[Requirement]: Go through the material and copy every line in which "first" appears.
***
use axum::extract::FromRef;

use crate::provider::BatchProvider;
use crate::store::ScoringStore;
use std::sync::Arc;
use std::time::Instant;

pub type GuardedScoringStore = Arc<dyn ScoringStore>;
pub type GuardedBatchProvider = Arc<dyn BatchProvider>;

#[derive(Clone)]
pub struct ServerState {
    pub store: GuardedScoringStore,
    pub provider: GuardedBatchProvider,
    pub cron_secret: String,
    pub model: String,
    pub batch_limit: usize,
    pub start_time: Instant,
    pub hash: String,
}

impl FromRef<ServerState> for GuardedScoringStore {
    fn from_ref(input: &ServerState) -> Self {
        input.store.clone()
    }
}

impl FromRef<ServerState> for GuardedBatchProvider {
    fn from_ref(input: &ServerState) -> Self {
        input.provider.clone()
    }
}
//! Record-level lock manager.
//!
//! One mutex guards the whole lock table: a map from `(table, page)`
//! to a FIFO list of lock objects, allocated out of an arena and linked
//! by index. Blocking requests wait on a per-lock condition variable;
//! a `granted` flag guards against spurious wakeups.

use std::collections::HashMap;
use std::sync::Arc;

use log::debug;
use parking_lot::{Condvar, Mutex};

use crate::error::{DbError, DbResult};
use crate::transaction::TrxManager;
use crate::types::{Key, PageNum, TableId, TrxId};

pub type LockId = usize;

#[derive(Clone, Copy, PartialEq, Eq, Debug)]
pub enum LockMode {
    Shared,
    Exclusive,
}

struct LockObj {
    table_id: TableId,
    pagenum: PageNum,
    key: Key,
    mode: LockMode,
    owner: TrxId,
    granted: bool,
    prev: Option<LockId>,
    next: Option<LockId>,
    cond: Arc<Condvar>,
}

#[derive(Clone, Copy, Default)]
struct LockEntry {
    head: Option<LockId>,
    tail: Option<LockId>,
}

struct LockTable {
    entries: HashMap<(TableId, PageNum), LockEntry>,
    arena: Vec<Option<LockObj>>,
    free: Vec<LockId>,
}

impl LockTable {
    fn obj(&self, id: LockId) -> &LockObj {
        self.arena[id].as_ref().expect("live lock")
    }

    fn obj_mut(&mut self, id: LockId) -> &mut LockObj {
        self.arena[id].as_mut().expect("live lock")
    }

    fn alloc(&mut self, obj: LockObj) -> LockId {
        match self.free.pop() {
            Some(id) => {
                self.arena[id] = Some(obj);
                id
            }
            None => {
                self.arena.push(Some(obj));
                self.arena.len() - 1
            }
        }
    }

    fn push_tail(&mut self, obj: LockObj) -> LockId {
        let entry_key = (obj.table_id, obj.pagenum);
        let id = self.alloc(obj);
        let entry = self.entries.entry(entry_key).or_default();
        let old_tail = entry.tail;
        entry.tail = Some(id);
        if entry.head.is_none() {
            entry.head = Some(id);
        }
        if let Some(t) = old_tail {
            self.obj_mut(t).next = Some(id);
        }
        self.obj_mut(id).prev = old_tail;
        id
    }

    fn unlink(&mut self, id: LockId) {
        let (entry_key, prev, next) = {
            let o = self.obj(id);
            ((o.table_id, o.pagenum), o.prev, o.next)
        };
        match prev {
            Some(p) => self.obj_mut(p).next = next,
            None => {
                if let Some(e) = self.entries.get_mut(&entry_key) {
                    e.head = next;
                }
            }
        }
        match next {
            Some(n) => self.obj_mut(n).prev = prev,
            None => {
                if let Some(e) = self.entries.get_mut(&entry_key) {
                    e.tail = prev;
                }
            }
        }
        if let Some(e) = self.entries.get(&entry_key) {
            if e.head.is_none() {
                self.entries.remove(&entry_key);
            }
        }
        self.arena[id] = None;
        self.free.push(id);
    }

    fn head_of(&self, table_id: TableId, pagenum: PageNum) -> Option<LockId> {
        self.entries.get(&(table_id, pagenum)).and_then(|e| e.head)
    }
}

pub struct LockManager {
    table: Mutex<LockTable>,
}

impl LockManager {
    pub fn new() -> Self {
        Self {
            table: Mutex::new(LockTable {
                entries: HashMap::new(),
                arena: Vec::new(),
                free: Vec::new(),
            }),
        }
    }

    /// Acquire a record lock, blocking behind conflicting holders.
    ///
    /// `last_writer` is the slot's recorded writer; if it still runs
    /// and owns no explicit lock on the record yet, its implicit lock
    /// is materialised first so the requester queues behind it.
    ///
    /// `Err(Deadlock)` means the wait would close a cycle. The request
    /// is withdrawn and the caller must abort the transaction.
    pub fn acquire(
        &self,
        trx: &TrxManager,
        table_id: TableId,
        pagenum: PageNum,
        key: Key,
        trx_id: TrxId,
        mode: LockMode,
        last_writer: TrxId,
    ) -> DbResult<LockId> {
        let mut table = self.table.lock();

        if last_writer != 0
            && last_writer != trx_id
            && trx.is_active(last_writer)
            && Self::find_by_owner(&table, table_id, pagenum, key, last_writer).is_none()
        {
            let id = table.push_tail(LockObj {
                table_id,
                pagenum,
                key,
                mode: LockMode::Exclusive,
                owner: last_writer,
                granted: true,
                prev: None,
                next: None,
                cond: Arc::new(Condvar::new()),
            });
            trx.attach_lock(last_writer, id);
            debug!(
                "implicit lock of trx {} on ({}, {}, {}) made explicit",
                last_writer, table_id, pagenum, key
            );
        }

        // Re-entry: hand back a compatible lock we already hold.
        if let Some(id) = Self::find_reentrant(&table, table_id, pagenum, key, trx_id, mode) {
            return Ok(id);
        }

        let blocker = Self::last_conflict(&table, table_id, pagenum, key, trx_id, mode);
        let cond = Arc::new(Condvar::new());
        let id = table.push_tail(LockObj {
            table_id,
            pagenum,
            key,
            mode,
            owner: trx_id,
            granted: blocker.is_none(),
            prev: None,
            next: None,
            cond: cond.clone(),
        });
        trx.attach_lock(trx_id, id);

        if let Some(owner) = blocker {
            trx.set_waiting(trx_id, owner);
            if trx.wait_chain_reaches(owner, trx_id) {
                table.unlink(id);
                trx.forget_lock(trx_id, id);
                trx.set_running(trx_id);
                debug!("trx {} would deadlock behind trx {}", trx_id, owner);
                return Err(DbError::Deadlock(trx_id));
            }
            while !table.obj(id).granted {
                cond.wait(&mut table);
            }
            trx.set_running(trx_id);
        }
        Ok(id)
    }

    /// Drop a lock and wake the first waiting successor on the same key
    /// when nothing conflicting remains ahead of it.
    pub fn release(&self, lock_id: LockId) {
        let mut table = self.table.lock();
        let (table_id, pagenum, key) = {
            let o = table.obj(lock_id);
            (o.table_id, o.pagenum, o.key)
        };
        table.unlink(lock_id);

        let mut successor = None;
        let mut cursor = table.head_of(table_id, pagenum);
        while let Some(id) = cursor {
            let o = table.obj(id);
            if o.key == key && !o.granted {
                successor = Some(id);
                break;
            }
            cursor = o.next;
        }

        if let Some(succ) = successor {
            let (succ_mode, succ_owner) = {
                let o = table.obj(succ);
                (o.mode, o.owner)
            };
            let mut blocked = false;
            let mut cursor = table.head_of(table_id, pagenum);
            while let Some(id) = cursor {
                if id == succ {
                    break;
                }
                let o = table.obj(id);
                if o.key == key
                    && o.owner != succ_owner
                    && (succ_mode == LockMode::Exclusive || o.mode == LockMode::Exclusive)
                {
                    blocked = true;
                    break;
                }
                cursor = o.next;
            }
            if !blocked {
                let cond = {
                    let o = table.obj_mut(succ);
                    o.granted = true;
                    o.cond.clone()
                };
                cond.notify_one();
            }
        }
    }

    /// True when another transaction holds or waits for the record.
    pub fn lock_exists(
        &self,
        table_id: TableId,
        pagenum: PageNum,
        key: Key,
        trx_id: TrxId,
    ) -> bool {
        let table = self.table.lock();
        let mut cursor = table.head_of(table_id, pagenum);
        while let Some(id) = cursor {
            let o = table.obj(id);
            if o.key == key && o.owner != trx_id {
                return true;
            }
            cursor = o.next;
        }
        false
    }

    fn find_by_owner(
        table: &LockTable,
        table_id: TableId,
        pagenum: PageNum,
        key: Key,
        owner: TrxId,
    ) -> Option<LockId> {
        let mut cursor = table.head_of(table_id, pagenum);
        while let Some(id) = cursor {
            let o = table.obj(id);
            if o.key == key && o.owner == owner {
                return Some(id);
            }
            cursor = o.next;
        }
        None
    }

    /// A held exclusive lock absorbs any re-request; a held shared lock
    /// absorbs shared. Shared-then-exclusive falls through and queues
    /// as an upgrade.
    fn find_reentrant(
        table: &LockTable,
        table_id: TableId,
        pagenum: PageNum,
        key: Key,
        trx_id: TrxId,
        mode: LockMode,
    ) -> Option<LockId> {
        let mut cursor = table.head_of(table_id, pagenum);
        while let Some(id) = cursor {
            let o = table.obj(id);
            if o.key == key
                && o.owner == trx_id
                && (o.mode == LockMode::Exclusive || o.mode == mode)
            {
                return Some(id);
            }
            cursor = o.next;
        }
        None
    }

    /// The nearest predecessor this request would have to wait behind.
    fn last_conflict(
        table: &LockTable,
        table_id: TableId,
        pagenum: PageNum,
        key: Key,
        trx_id: TrxId,
        mode: LockMode,
    ) -> Option<TrxId> {
        let mut found = None;
        let mut cursor = table.head_of(table_id, pagenum);
        while let Some(id) = cursor {
            let o = table.obj(id);
            if o.key == key
                && o.owner != trx_id
                && (mode == LockMode::Exclusive || o.mode == LockMode::Exclusive)
            {
                found = Some(o.owner);
            }
            cursor = o.next;
        }
        found
    }
}

impl Default for LockManager {
    fn default() -> Self {
        Self::new()
    }
}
***
[Completed task]:
    /// is materialised first so the requester queues behind it.
    /// Drop a lock and wake the first waiting successor on the same key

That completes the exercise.